神宗本来对坡公较为赏识,加之病中的曹太皇太后(宋仁宗之后)也向神宗进言:“不可冤滥,致伤中和”;还有章惇、王安礼(王安石之弟)等一班朝臣再三陈情缓颊,坡公在乌台监狱被关押一百三十多天后,终于从轻发落,被贬为(湖北)黄州副团练使,并明确在本州安置,不得签书公事。元丰三年大年初一,坡公离京而去。
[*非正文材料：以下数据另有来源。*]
//! Descriptive and inferential statistics over one-dimensional samples
//!
//! This crate wraps a numeric sample and answers the questions asked of it
//! during exploratory analysis:
//!
//! - [`SampleStatistics::summary`] — mean, median, population standard
//!   deviation, and interquartile range.
//! - [`SampleStatistics::check_normality`] — Shapiro-Wilk verdict at the
//!   fixed 0.05 significance level (strict `>`).
//! - [`confidence_interval`] — two-sided Student's-t interval for a sample
//!   mean.
//!
//! Distribution functions come from `statrs`; quantiles use linear
//! interpolation between order statistics.
//!
//! # Example
//!
//! ```rust
//! use glance_stats::{confidence_interval, SampleStatistics};
//!
//! let sample = SampleStatistics::new(vec![2.0, 4.0, 4.0, 4.0, 5.0, 5.0, 7.0, 9.0])?;
//!
//! let summary = sample.summary();
//! assert_eq!(summary.mean, 5.0);
//! assert_eq!(summary.median, 4.5);
//!
//! let ci = confidence_interval(sample.data(), 0.95)?;
//! assert!(ci.lower < 5.0 && 5.0 < ci.upper);
//! # Ok::<(), glance_stats::Error>(())
//! ```

mod confidence;
mod error;
mod normality;
mod quantile;
mod sample;

pub use confidence::{confidence_interval, ConfidenceInterval};
pub use error::{Error, Result};
pub use normality::{shapiro_wilk, ShapiroWilk};
pub use sample::{Normality, SampleStatistics, Summary};
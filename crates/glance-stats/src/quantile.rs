//! Linear-interpolation quantile over sorted order statistics
//!
//! Uses the interpolation rule h = (n - 1) * p with linear interpolation
//! between the bracketing order statistics (Hyndman-Fan type 7).

/// Estimate the p-quantile of pre-sorted data, 0 <= p <= 1.
///
/// Callers guarantee `sorted` is non-empty and sorted ascending.
pub(crate) fn quantile_sorted(sorted: &[f64], p: f64) -> f64 {
    debug_assert!(!sorted.is_empty());
    debug_assert!((0.0..=1.0).contains(&p));

    let n = sorted.len();
    if n == 1 {
        return sorted[0];
    }

    let h = (n - 1) as f64 * p;
    let lo = h.floor() as usize;
    let hi = h.ceil() as usize;
    sorted[lo] + (h - lo as f64) * (sorted[hi] - sorted[lo])
}

#[cfg(test)]
mod tests {
    use super::*;
    use approx::assert_relative_eq;

    #[test]
    fn test_median_odd() {
        let data = [1.0, 2.0, 3.0, 4.0, 5.0];
        assert_relative_eq!(quantile_sorted(&data, 0.5), 3.0);
    }

    #[test]
    fn test_median_even_interpolates() {
        let data = [2.0, 4.0, 4.0, 4.0, 5.0, 5.0, 7.0, 9.0];
        assert_relative_eq!(quantile_sorted(&data, 0.5), 4.5);
    }

    #[test]
    fn test_quartiles() {
        let data = [2.0, 4.0, 4.0, 4.0, 5.0, 5.0, 7.0, 9.0];
        assert_relative_eq!(quantile_sorted(&data, 0.25), 4.0);
        assert_relative_eq!(quantile_sorted(&data, 0.75), 5.5);
    }

    #[test]
    fn test_extremes() {
        let data = [1.0, 2.0, 3.0];
        assert_relative_eq!(quantile_sorted(&data, 0.0), 1.0);
        assert_relative_eq!(quantile_sorted(&data, 1.0), 3.0);
    }

    #[test]
    fn test_single_element() {
        assert_relative_eq!(quantile_sorted(&[7.5], 0.25), 7.5);
    }
}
我的案头没有《宋史》,只是从新版《安庆地区志》里觅得:王珪(1019-1085)字禹玉,祖籍四川成都,后随叔父王罕迁居舒州(今潜山县)。神宗熙宁三年(1070)官拜参政知事,自从身居宰相之位十六年。一贯顺从帝意,明哲保身,因有“三旨(取旨、领旨、得旨)相公”之称。清代张贵胜的《遣愁集》对此人描述略为生动些:“王珪为相,一无建明。上殿进呈曰:‘领旨可否?\’讫,云:‘领圣旨。\’退喻禀事者云:‘已得圣旨也。\’时称为三旨宰相。”用现在的话来说,王珪该是一名无所作为的庸官;可是看看他在乌台诗案里落井下石的狠劲,倒是成事不足坏事有余哩!面对这样一名安庆历史上数得着的达官贵人,我们是应该高兴呢,还是败兴?